Quand l'information tue

Londres,
De notre correspondante —

On veut mettre « la BBC au pas », parce que « nous avons eu la témérité d'adopter une position différente » sur certains dossiers « de celle du gouvernement et de ses partisans », a accusé le directeur de la BBC, Gavyn Davies, dimanche, dans le Sunday Telegraph. Il rompait ainsi le silence qui prévalait depuis la mort de David Kelly, ce microbiologiste dont les déclarations ont révélé l'opération de désinformation menée par le premier ministre britannique, Tony Blair, sur la question des armes de destruction massive, censée justifier la guerre contre l'Iraq. Le gouvernement britannique tente de se défendre par tous les moyens, même s'il ne parvient pas toujours à éviter les paradoxes. Ainsi dans un pays qui met en avant la liberté de presse et qui cite toujours la « BEEP » comme un exemple et un modèle, cette même institution est attaquée parce qu'elle a dévoilé ou au moins contribué à révéler les dessous de l'aventure dans laquelle Blair s'est laissé conduire par le chef de l'exécutif américain, George W. Bush. Or, celui-ci, dans cette affaire comme dans d'autres, est passé maître dans l'art d'utiliser le mensonge à des fins politiques. (Lire encadré). Mais en Grande-Bretagne, avec la mort mystérieuse de Kelly, les choses prennent une dimension plus dramatique. En restant dans la ligne de la désinformation, le gouvernement n'a donc pas hésité à recourir à un autre stratagème en s'attaquant à la BBC. « Parce que nous avons eu la témérité de faire cela, certains souhaitent qu'un système qui a protégé la BBC pendant 80 ans soit balayé et remplacé par un régulateur extérieur qui mettrait la BBC au pas ».


La BBC divise la société

Critiqué pour son attitude dans le cadre de la crise opposant la BBC au gouvernement britannique de Tony Blair sur les armes de destruction massive iraqiennes, le Conseil des gouverneurs de la BBC, qui garantit son indépendance, est en effet remis en cause. Et l'idée a été émise par certains de faire assurer le contrôle de la BBC par l'OFCOM, l'instance chargée de la régulation en Grande-Bretagne en matière de télécommunication et de radio-télédiffusion.

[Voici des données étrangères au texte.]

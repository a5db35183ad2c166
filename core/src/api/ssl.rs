use crate::context::UserContext;
use crate::error::{Error, Result};
use crate::transport::Form;

use super::push_indexed;

impl UserContext {
    /// Request a Let's Encrypt certificate for `domain` covering every name
    /// in `hostnames`. The first hostname becomes the certificate's common
    /// name.
    pub fn issue_ssl(&self, domain: &str, hostnames: &[&str]) -> Result<()> {
        let Some(common_name) = hostnames.first() else {
            return Err(Error::InvalidInput(
                "at least one hostname is required for the certificate".to_string(),
            ));
        };
        let mut form = Form::new()
            .with("action", "save")
            .with("type", "create")
            .with("request", "letsencrypt")
            .with("acme_provider", "letsencrypt")
            .with("name", *common_name)
            .with("domain", domain)
            .with("keysize", "secp384r1")
            .with("encryption", "sha256")
            .with("wildcard", "no")
            .with("background", "auto");
        push_indexed(&mut form, "le_select", hostnames.iter().copied());
        self.legacy_action("API_SSL", &form, "issue SSL certificate", "Certificate and Key Saved.")
    }
}

#[cfg(test)]
mod tests {
    use url::form_urlencoded;

    use crate::context::tests::{backend_for, user_context};
    use crate::error::Error;

    #[test]
    fn certificate_covers_every_hostname() {
        let backend = backend_for("user", "bob");
        backend.route("CMD_API_SSL", 200, r#"{"success":"Certificate and Key Saved."}"#);
        user_context(&backend)
            .issue_ssl("example.com", &["example.com", "www.example.com"])
            .unwrap();

        let body = backend.last_request().body.unwrap();
        let pairs: Vec<(String, String)> = form_urlencoded::parse(&body).into_owned().collect();
        let value = |key: &str| pairs.iter().find(|(k, _)| k == key).map(|(_, v)| v.as_str());
        assert_eq!(value("name"), Some("example.com"));
        assert_eq!(value("le_select0"), Some("example.com"));
        assert_eq!(value("le_select1"), Some("www.example.com"));
        assert_eq!(value("request"), Some("letsencrypt"));
    }

    #[test]
    fn no_hostnames_is_rejected_locally() {
        let backend = backend_for("user", "bob");
        let context = user_context(&backend);
        let before = backend.requests().len();

        let err = context.issue_ssl("example.com", &[]).unwrap_err();
        assert!(matches!(err, Error::InvalidInput(_)));
        assert_eq!(backend.requests().len(), before);
    }
}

Depuis la révélation de la mort de David Kelly, le 18 juillet, une sorte de dilemme divise la société britannique. Celle-ci oscille entre la critique de la BBC et la dénonciation de Tony Blair. En première ligne donc la radiotélévision publique dont un des journalistes, Andrew Gilligan, avait cité, sans le nommer, David Kelly. Celui-ci affirmait que le rapport présenté par le premier ministre en septembre dernier pour justifier la guerre en Iraq avait été rendu plus « sexy ». Présenté par la BBC comme un « haut responsable des services secrets britanniques », ce qu’il n’a jamais été, David Kelly avait émis des doutes sur les propos de Tony Blair qui affirmait que des missiles iraqiens pouvaient atteindre la Grande-Bretagne en moins de 45 minutes … C’est la BBC qui est accusée d’avoir « rendu plus sexy les affirmations de l’expert », d'avoir discrédité le gouvernement et, incidemment, provoqué la mort de David Kelly. L’expert en armement du ministère britannique de la Défense s’est trouvé entre deux feux, coincé entre deux des institutions les plus puissantes du Royaume-Uni. Peu habitué à faire la une des journaux, il s’est trouvé propulsé sous les feux de la rampe lorsqu’il a dû répondre publiquement de son entretien avec Andrew Gilligan devant le comité parlementaire des Affaires étrangères. Alors que rien ne lui est reproché, hormis peut-être de ne pas avoir demandé l'autorisation formelle de donner une interview à la BBC, le professeur en biochimie a dû subir, peu avant sa mort, le gril de députés peu amènes. Et vendredi 18 juillet, le corps trouvé dans un bois a été identifié. Il s'agissait bien de celui du Dr Kelly. Et le fameux Andrew Gilligan a disparu du petit écran.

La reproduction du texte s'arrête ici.